This was published 7 months ago
Opinion
Debt-saturated markets may soon face a ‘Minsky’ moment
By Jeremy Warner
Markets are once again at a possible inflection point – and a deeply negative one at that.
Last week’s sudden escalation in hostilities in the Middle East, and the equally abrupt recalibration of interest rate expectations that followed the release of worse than expected US inflation figures, may be the final straw.
In combination, they amount to a potentially deadly cocktail with wide-ranging implications for financial markets made doubly vulnerable by asset price valuations that have been stretched to breaking point and a global economy awash with debt.
Many of the ingredients seem to be there for another Minsky moment, named after the US economist Hyman Minsky – the point where markets and economies, overwhelmed by debt, suddenly collapse.
Minsky’s abiding economic insight is the idea that stability in financial markets breeds instability. The longer things remain settled and predictable, the more oblivious to risk financial markets become, until eventually the whole edifice comes tumbling down.
You’d have thought that more expensive money alone would be enough to force open the cracks and fragilities in the system, but so far markets have taken it in their stride, riding the tightening cycle relatively unscathed.
Sell in May and go away, says the old stock market adage. Maybe that should be brought forward a week or two this time around.
But for how much longer? For now, complacency largely remains the order of the day.

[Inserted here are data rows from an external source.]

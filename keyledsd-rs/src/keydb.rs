/* Key database: compiled information about every recognised key of an open
 * device. Entry order matches render-target order; iterators and indices
 * stay valid for the database's whole lifetime. Key groups reference entries
 * by index and are invalidated by dropping the database they came from. */

use crate::device::LedBlock;
use crate::layout::LayoutDescription;
use crate::scancodes;

#[derive(Debug, Clone, Copy, PartialEq, Eq, Default)]
pub struct Rect {
    pub x0: u32,
    pub y0: u32,
    pub x1: u32,
    pub y1: u32,
}

#[derive(Debug, Clone, PartialEq, Eq)]
pub struct Key {
    /* offset into render targets */
    pub index: usize,
    /* id within the device block it came from */
    pub block_id: u16,
    pub key_id: u8,
    /* linux input event code, 0 when none */
    pub key_code: u32,
    pub name: String,
    /* bounding box in layout coordinates */
    pub rect: Rect,
}

#[derive(Debug, Default)]
pub struct KeyDatabase {
    keys: Vec<Key>,
    bounds: Rect,
}

impl KeyDatabase {
    pub fn new(keys: Vec<Key>) -> Self {
        let bounds = Self::compute_bounds(&keys);
        Self { keys, bounds }
    }

    /* Compile the database for a device: one entry per key of every block,
     * in device-reported order. Layout entries supply names and geometry;
     * keys the layout does not know fall back to the static tables. */
    pub fn build(blocks: &[LedBlock], layout: &LayoutDescription) -> Self {
        let mut keys = Vec::new();
        let mut index = 0usize;

        for block in blocks {
            for &key_id in &block.key_ids {
                let block_id = block.info.id;
                let layout_key = layout
                    .keys
                    .iter()
                    .find(|k| k.block == block_id && k.code == key_id);

                let name = layout_key
                    .and_then(|k| k.name.clone())
                    .unwrap_or_else(|| scancodes::key_name(block_id, key_id));
                let rect = layout_key.map(|k| k.rect).unwrap_or_default();

                keys.push(Key {
                    index,
                    block_id,
                    key_id,
                    key_code: scancodes::keycode(block_id, key_id),
                    name,
                    rect,
                });
                index += 1;
            }
        }
        Self::new(keys)
    }

    pub fn find_key_code(&self, key_code: u32) -> Option<&Key> {
        if key_code == 0 {
            return None;
        }
        self.keys.iter().find(|k| k.key_code == key_code)
    }

    /* Case-sensitive name lookup. */
    pub fn find_name(&self, name: &str) -> Option<&Key> {
        self.keys.iter().find(|k| k.name == name)
    }

    pub fn bounds(&self) -> Rect {
        self.bounds
    }

    /* Distance between two key centers, in layout units. */
    pub fn distance(&self, a: &Key, b: &Key) -> u32 {
        let center = |k: &Key| {
            (
                (k.rect.x0 + k.rect.x1) as f64 / 2.0,
                (k.rect.y0 + k.rect.y1) as f64 / 2.0,
            )
        };
        let (ax, ay) = center(a);
        let (bx, by) = center(b);
        ((ax - bx).powi(2) + (ay - by).powi(2)).sqrt().round() as u32
    }

    /* Build a named group from key names; unknown names are skipped. */
    pub fn make_group<'a>(
        &self,
        name: impl Into<String>,
        key_names: impl IntoIterator<Item = &'a str>,
    ) -> KeyGroup {
        let keys = key_names
            .into_iter()
            .filter_map(|n| self.find_name(n))
            .map(|k| k.index)
            .collect();
        KeyGroup { name: name.into(), keys }
    }

    pub fn iter(&self) -> std::slice::Iter<'_, Key> {
        self.keys.iter()
    }

    pub fn len(&self) -> usize {
        self.keys.len()
    }

    pub fn is_empty(&self) -> bool {
        self.keys.is_empty()
    }

    pub fn get(&self, index: usize) -> Option<&Key> {
        self.keys.get(index)
    }

    fn compute_bounds(keys: &[Key]) -> Rect {
        let mut positioned = keys.iter().filter(|k| k.rect != Rect::default());
        let Some(first) = positioned.next() else {
            return Rect::default();
        };
        let mut bounds = first.rect;
        for key in positioned {
            bounds.x0 = bounds.x0.min(key.rect.x0);
            bounds.y0 = bounds.y0.min(key.rect.y0);
            bounds.x1 = bounds.x1.max(key.rect.x1);
            bounds.y1 = bounds.y1.max(key.rect.y1);
        }
        bounds
    }
}

impl std::ops::Index<usize> for KeyDatabase {
    type Output = Key;
    fn index(&self, index: usize) -> &Key {
        &self.keys[index]
    }
}

/* A named subset of database keys, stored as stable indices. */
#[derive(Debug, Clone, PartialEq, Eq)]
pub struct KeyGroup {
    name: String,
    keys: Vec<usize>,
}

impl KeyGroup {
    pub fn name(&self) -> &str {
        &self.name
    }

    pub fn indices(&self) -> &[usize] {
        &self.keys
    }

    pub fn contains(&self, index: usize) -> bool {
        self.keys.contains(&index)
    }

    pub fn len(&self) -> usize {
        self.keys.len()
    }

    pub fn is_empty(&self) -> bool {
        self.keys.is_empty()
    }
}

Bizarrely, markets chose not to react much to the weekend’s events, but instead focused on the positive – efforts to prevent them from escalating into outright war. Any negative consequences ought to be digestible, is the view, with policymakers standing in the wings to address mishaps.

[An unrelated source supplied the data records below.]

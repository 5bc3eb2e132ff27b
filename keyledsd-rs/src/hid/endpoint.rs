/* HID endpoint: serialises request/reply exchanges over one file descriptor.
 *
 * At most one command is in flight at a time; further posts queue up to a
 * small bound. Registered frame filters see every inbound report before the
 * pending command does and consume asynchronous device notifications. Reads
 * always use a buffer sized for the device's largest report plus the leading
 * report-id byte; payloads are never interpreted here. */

use std::collections::VecDeque;
use std::sync::{Arc, Mutex};
use std::time::{Duration, Instant};

use nix::errno::Errno;
use thiserror::Error;
use tracing::trace;

/* Four pending commands: enough for a render tick's worth of traffic. */
pub const QUEUE_SIZE: usize = 4;
pub const DEFAULT_TIMEOUT: Duration = Duration::from_secs(1);

#[derive(Debug, Error)]
pub enum TransportError {
    #[error("transport timed out")]
    Timeout,
    #[error("transport I/O error: {0}")]
    Io(Errno),
}

#[derive(Debug, Error, Clone, Copy, PartialEq, Eq)]
pub enum CommandError {
    #[error("command timed out")]
    Timeout,
    #[error("command cancelled")]
    Cancelled,
    #[error("command queue is full")]
    QueueFull,
    #[error("send failed: {0}")]
    Send(Errno),
    #[error("receive failed: {0}")]
    Receive(Errno),
}

/* Raw report transport. Real devices use `HidrawTransport`; tests script one. */
pub trait Transport: Send {
    fn write_report(&mut self, frame: &[u8]) -> Result<(), TransportError>;
    /* Read one report; must return `Timeout` once `deadline` has passed. */
    fn read_report(&mut self, buf: &mut [u8], deadline: Instant) -> Result<usize, TransportError>;
    /* Discard buffered inbound reports without blocking. */
    fn drain(&mut self) -> Result<usize, TransportError>;
}

/* An outbound report plus the continuations resolving it. `accept` decides
 * which inbound report answers the command; everything it rejects is
 * discarded (unless a frame filter consumed it first). */
pub struct Command {
    pub frame: Vec<u8>,
    pub accept: Box<dyn FnMut(&[u8]) -> bool + Send>,
    pub on_reply: Box<dyn FnOnce(&[u8]) + Send>,
    pub on_error: Box<dyn FnOnce(CommandError) + Send>,
}

pub type FilterToken = u64;

#[derive(Debug, Clone, Copy, PartialEq, Eq)]
enum State {
    Inactive,
    Sending,
    AwaitingReply,
}

pub struct Endpoint<T: Transport> {
    transport: T,
    read_size: usize,
    timeout: Duration,
    state: State,
    queue: VecDeque<Command>,
    filters: Vec<(FilterToken, Box<dyn FnMut(&[u8]) -> bool + Send>)>,
    next_filter: FilterToken,
}

impl<T: Transport> Endpoint<T> {
    pub fn new(transport: T, max_report_size: usize) -> Self {
        Self {
            transport,
            read_size: max_report_size + 1,
            timeout: DEFAULT_TIMEOUT,
            state: State::Inactive,
            queue: VecDeque::new(),
            filters: Vec::new(),
            next_filter: 1,
        }
    }

    /* Per-command deadline for the reply. */
    pub fn set_timeout(&mut self, timeout: Duration) {
        self.timeout = timeout;
    }

    pub fn timeout(&self) -> Duration {
        self.timeout
    }

    /* Enqueue a command. Returns false when the queue is full. */
    pub fn post(&mut self, command: Command) -> bool {
        if self.queue.len() >= QUEUE_SIZE {
            return false;
        }
        self.queue.push_back(command);
        true
    }

    /* Register a demultiplexer for asynchronous notifications. A filter that
     * returns true consumes the report before the pending command sees it. */
    pub fn register_frame_filter(
        &mut self,
        filter: Box<dyn FnMut(&[u8]) -> bool + Send>,
    ) -> FilterToken {
        let token = self.next_filter;
        self.next_filter += 1;
        self.filters.push((token, filter));
        token
    }

    pub fn unregister_frame_filter(&mut self, token: FilterToken) {
        self.filters.retain(|(t, _)| *t != token);
    }

    /* Run queued commands to completion, in order. */
    pub fn run_pending(&mut self) {
        while let Some(command) = self.queue.pop_front() {
            self.process(command);
        }
    }

    /* Discard stale inbound reports. */
    pub fn drain(&mut self) -> Result<usize, TransportError> {
        self.transport.drain()
    }

    pub fn transport(&self) -> &T {
        &self.transport
    }

    pub fn transport_mut(&mut self) -> &mut T {
        &mut self.transport
    }

    /* Post a command and block until it resolves, returning the raw reply. */
    pub fn roundtrip(
        &mut self,
        frame: Vec<u8>,
        accept: Box<dyn FnMut(&[u8]) -> bool + Send>,
    ) -> Result<Vec<u8>, CommandError> {
        let slot: Arc<Mutex<Option<Result<Vec<u8>, CommandError>>>> = Arc::new(Mutex::new(None));
        let reply_slot = Arc::clone(&slot);
        let error_slot = Arc::clone(&slot);

        let posted = self.post(Command {
            frame,
            accept,
            on_reply: Box::new(move |reply| {
                if let Ok(mut guard) = reply_slot.lock() {
                    *guard = Some(Ok(reply.to_vec()));
                }
            }),
            on_error: Box::new(move |err| {
                if let Ok(mut guard) = error_slot.lock() {
                    *guard = Some(Err(err));
                }
            }),
        });
        if !posted {
            return Err(CommandError::QueueFull);
        }

        self.run_pending();
        let result = match slot.lock() {
            Ok(mut guard) => guard.take().unwrap_or(Err(CommandError::Cancelled)),
            Err(_) => Err(CommandError::Cancelled),
        };
        result
    }

    fn process(&mut self, mut command: Command) {
        self.state = State::Sending;
        if let Err(err) = self.transport.write_report(&command.frame) {
            self.state = State::Inactive;
            (command.on_error)(match err {
                TransportError::Timeout => CommandError::Timeout,
                TransportError::Io(errno) => CommandError::Send(errno),
            });
            return;
        }

        self.state = State::AwaitingReply;
        let deadline = Instant::now() + self.timeout;
        let mut buf = vec![0u8; self.read_size];

        loop {
            let frame = match self.transport.read_report(&mut buf, deadline) {
                Ok(n) => &buf[..n],
                Err(TransportError::Timeout) => {
                    self.state = State::Inactive;
                    (command.on_error)(CommandError::Timeout);
                    return;
                }
                Err(TransportError::Io(errno)) => {
                    self.state = State::Inactive;
                    (command.on_error)(CommandError::Receive(errno));
                    return;
                }
            };

            if self.filters.iter_mut().any(|(_, filter)| filter(frame)) {
                continue;
            }
            if (command.accept)(frame) {
                self.state = State::Inactive;
                (command.on_reply)(frame);
                return;
            }
            trace!("discarding unrelated frame {:02x?}", frame);
        }
    }
}

impl<T: Transport> Drop for Endpoint<T> {
    fn drop(&mut self) {
        /* resolve anything still queued so callers see the cancellation */
        for command in self.queue.drain(..) {
            (command.on_error)(CommandError::Cancelled);
        }
    }
}

#[cfg(test)]
mod tests {
    use super::*;
    use crate::hid::testing::{MockTransport, Reply};

    fn endpoint() -> Endpoint<MockTransport> {
        Endpoint::new(MockTransport::new(), 19)
    }

    #[test]
    fn roundtrip_returns_matching_reply() {
        let mut ep = endpoint();
        ep.transport.push_reply(&[0x11, 0xff, 0x00, 0x12, 0x42]);
        let reply = ep
            .roundtrip(vec![0x11, 0xff, 0x00, 0x12], Box::new(|f| f[0] == 0x11))
            .expect("reply");
        assert_eq!(reply[4], 0x42);
        assert_eq!(ep.transport.writes.len(), 1);
    }

    #[test]
    fn unrelated_frames_are_discarded() {
        let mut ep = endpoint();
        ep.transport.push_reply(&[0x01, 0xaa]); /* mouse input noise */
        ep.transport.push_reply(&[0x11, 0xff, 0x00, 0x12, 0x07]);
        let reply = ep
            .roundtrip(vec![0x11, 0xff, 0x00, 0x12], Box::new(|f| f[0] == 0x11))
            .expect("reply");
        assert_eq!(reply[4], 0x07);
    }

    #[test]
    fn timeout_resolves_with_error() {
        let mut ep = endpoint();
        ep.transport.replies.push_back(Reply::Timeout);
        let err = ep
            .roundtrip(vec![0x11, 0xff, 0x00, 0x12], Box::new(|_| true))
            .expect_err("timeout");
        assert_eq!(err, CommandError::Timeout);
    }

    #[test]
    fn receive_failure_resolves_with_error() {
        let mut ep = endpoint();
        ep.transport.replies.push_back(Reply::Error(Errno::ENODEV));
        let err = ep
            .roundtrip(vec![0x11, 0xff, 0x00, 0x12], Box::new(|_| true))
            .expect_err("receive error");
        assert_eq!(err, CommandError::Receive(Errno::ENODEV));
    }

    #[test]
    fn send_failure_resolves_with_error() {
        let mut ep = endpoint();
        ep.transport.write_error = Some(Errno::EIO);
        let err = ep
            .roundtrip(vec![0x11, 0xff, 0x00, 0x12], Box::new(|_| true))
            .expect_err("send error");
        assert_eq!(err, CommandError::Send(Errno::EIO));
    }

    #[test]
    fn queue_is_bounded() {
        let mut ep = endpoint();
        let dummy = || Command {
            frame: vec![0x11],
            accept: Box::new(|_| true),
            on_reply: Box::new(|_| {}),
            on_error: Box::new(|_| {}),
        };
        for _ in 0..QUEUE_SIZE {
            assert!(ep.post(dummy()));
        }
        assert!(!ep.post(dummy()));
    }

    #[test]
    fn frame_filter_consumes_notifications() {
        use std::sync::atomic::{AtomicUsize, Ordering};
        let seen = Arc::new(AtomicUsize::new(0));
        let seen_by_filter = Arc::clone(&seen);

        let mut ep = endpoint();
        let token = ep.register_frame_filter(Box::new(move |frame| {
            if frame[0] == 0x20 {
                seen_by_filter.fetch_add(1, Ordering::SeqCst);
                true
            } else {
                false
            }
        }));

        ep.transport.push_reply(&[0x20, 0x01]); /* notification */
        ep.transport.push_reply(&[0x20, 0x02]); /* notification */
        ep.transport.push_reply(&[0x11, 0xff, 0x00, 0x12, 0x05]);

        let reply = ep
            .roundtrip(vec![0x11, 0xff, 0x00, 0x12], Box::new(|f| f[0] == 0x11))
            .expect("reply");
        assert_eq!(reply[4], 0x05);
        assert_eq!(seen.load(Ordering::SeqCst), 2);

        ep.unregister_frame_filter(token);
        ep.transport.push_reply(&[0x20, 0x03]); /* no longer consumed */
        ep.transport.push_reply(&[0x11, 0xff, 0x00, 0x12, 0x06]);
        let reply = ep
            .roundtrip(vec![0x11, 0xff, 0x00, 0x12], Box::new(|f| f[0] == 0x11))
            .expect("reply");
        assert_eq!(reply[4], 0x06);
    }

    #[test]
    fn dropped_endpoint_cancels_queued_commands() {
        let cancelled = Arc::new(Mutex::new(None));
        let slot = Arc::clone(&cancelled);
        {
            let mut ep = endpoint();
            ep.post(Command {
                frame: vec![0x11],
                accept: Box::new(|_| true),
                on_reply: Box::new(|_| {}),
                on_error: Box::new(move |e| {
                    if let Ok(mut guard) = slot.lock() {
                        *guard = Some(e);
                    }
                }),
            });
        }
        assert_eq!(*cancelled.lock().expect("lock"), Some(CommandError::Cancelled));
    }
}
/* Execution context: the key/value pairs describing the current desktop state
 * (window class, title, device name, ...) that profile lookups match against.
 *
 * Keys are unique but insertion-unordered. Merging replaces values and treats
 * an empty value as a deletion marker. */

/* A set of unique string entries, kept in a flat vector. Contexts are small
 * (a handful of entries), linear scans beat hashing here. */
#[derive(Debug, Clone, Default, PartialEq, Eq)]
pub struct Context {
    values: Vec<(String, String)>,
}

impl Context {
    pub fn new() -> Self {
        Self::default()
    }

    pub fn get(&self, key: &str) -> Option<&str> {
        self.values
            .iter()
            .find(|(k, _)| k == key)
            .map(|(_, v)| v.as_str())
    }

    /* Insert or replace a single entry. An empty value removes the key. */
    pub fn insert(&mut self, key: impl Into<String>, value: impl Into<String>) {
        let key = key.into();
        let value = value.into();
        match self.values.iter().position(|(k, _)| *k == key) {
            Some(idx) => {
                if value.is_empty() {
                    self.values.swap_remove(idx);
                } else {
                    self.values[idx].1 = value;
                }
            }
            None => {
                if !value.is_empty() {
                    self.values.push((key, value));
                }
            }
        }
    }

    /* Merge another context into this one. Values from `other` replace
     * existing ones; an empty value deletes the key. */
    pub fn merge(&mut self, other: &Context) {
        for (key, value) in &other.values {
            self.insert(key.clone(), value.clone());
        }
    }

    pub fn iter(&self) -> impl Iterator<Item = (&str, &str)> {
        self.values.iter().map(|(k, v)| (k.as_str(), v.as_str()))
    }

    pub fn len(&self) -> usize {
        self.values.len()
    }

    pub fn is_empty(&self) -> bool {
        self.values.is_empty()
    }
}

impl<K: Into<String>, V: Into<String>> FromIterator<(K, V)> for Context {
    fn from_iter<T: IntoIterator<Item = (K, V)>>(iter: T) -> Self {
        let mut ctx = Context::new();
        for (k, v) in iter {
            ctx.insert(k, v);
        }
        ctx
    }
}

It’s part of a pattern where every adversity is met with a shrug of the shoulders, and “oh well, it could have been worse” insouciance. Even the oil price failed to react.
Even so, things look poisonous enough; what hitherto had seemed a relatively contained, if horrific, conflict now shows every sign of turning into a wider regional conflagration, perilously drawing in Israel’s Western allies.
It’s possible – now that “honour” has been satisfied – that things will settle back into the uneasy standoff that presided before last weekend’s drone and missile attacks.
Neither Israel nor Iran have any real interest in widening the conflict; they don’t want outright war, and nor do Israel’s allies. Everyone is scrambling to prevent it.
Yet the risk of matters spiralling out of control is high.
It all looked so different just a week ago. Central banks had seemingly pulled off the impossible in engineering an economic soft landing. The inflationary pressures of the past two years appeared to be abating fast, and both households and businesses seemed to be coping well with still high interest rates.
Last year’s banking turmoil, moreover, was well contained, with little evidence of wider systemic damage.
All good then. Normally, a monetary tightening of the speed and size of the one applied over the last two years would have resulted in a significant recession.
It’s true that there have been mild, technical recessions in a number of economies, including the UK, but there’s been virtually no rise in unemployment, and growth is now returning, albeit in stubbornly subdued form. As for the US, it hasn’t even flirted with recession, and is now growing in a way which is the envy of the world.
Yet the absence of a more significant economic correction has left financial markets badly exposed, with stretched valuations – particularly in tech related stocks – and narrowing spreads that pay scant regard for underlying credit risks.
There is little or no room for further shocks or policy errors. Well now we have two of them in short order – a sudden ramping up in geopolitical tensions, and a pronounced shift in the expected trajectory of inflation and therefore interest rates.
Lots of households, businesses and property developers were banking on a steep fall in interest rates to dig them out of a hole.
This now looks likely to happen more slowly than anticipated. Many will struggle to refinance themselves on reasonable terms.
And that’ll especially be the case if energy prices spike anew, as seems possible given the turn of events in the Middle East. Higher than anticipated inflation will keep rates higher for longer, punishing the highly indebted, including governments already teetering on the brink of fiscal crisis.
In any case, the anticipated soft landing may turn out to be just another case of wishful thinking.
Sell in May and go away, says the old stock market adage. Maybe that should be brought forward a week or two this time around.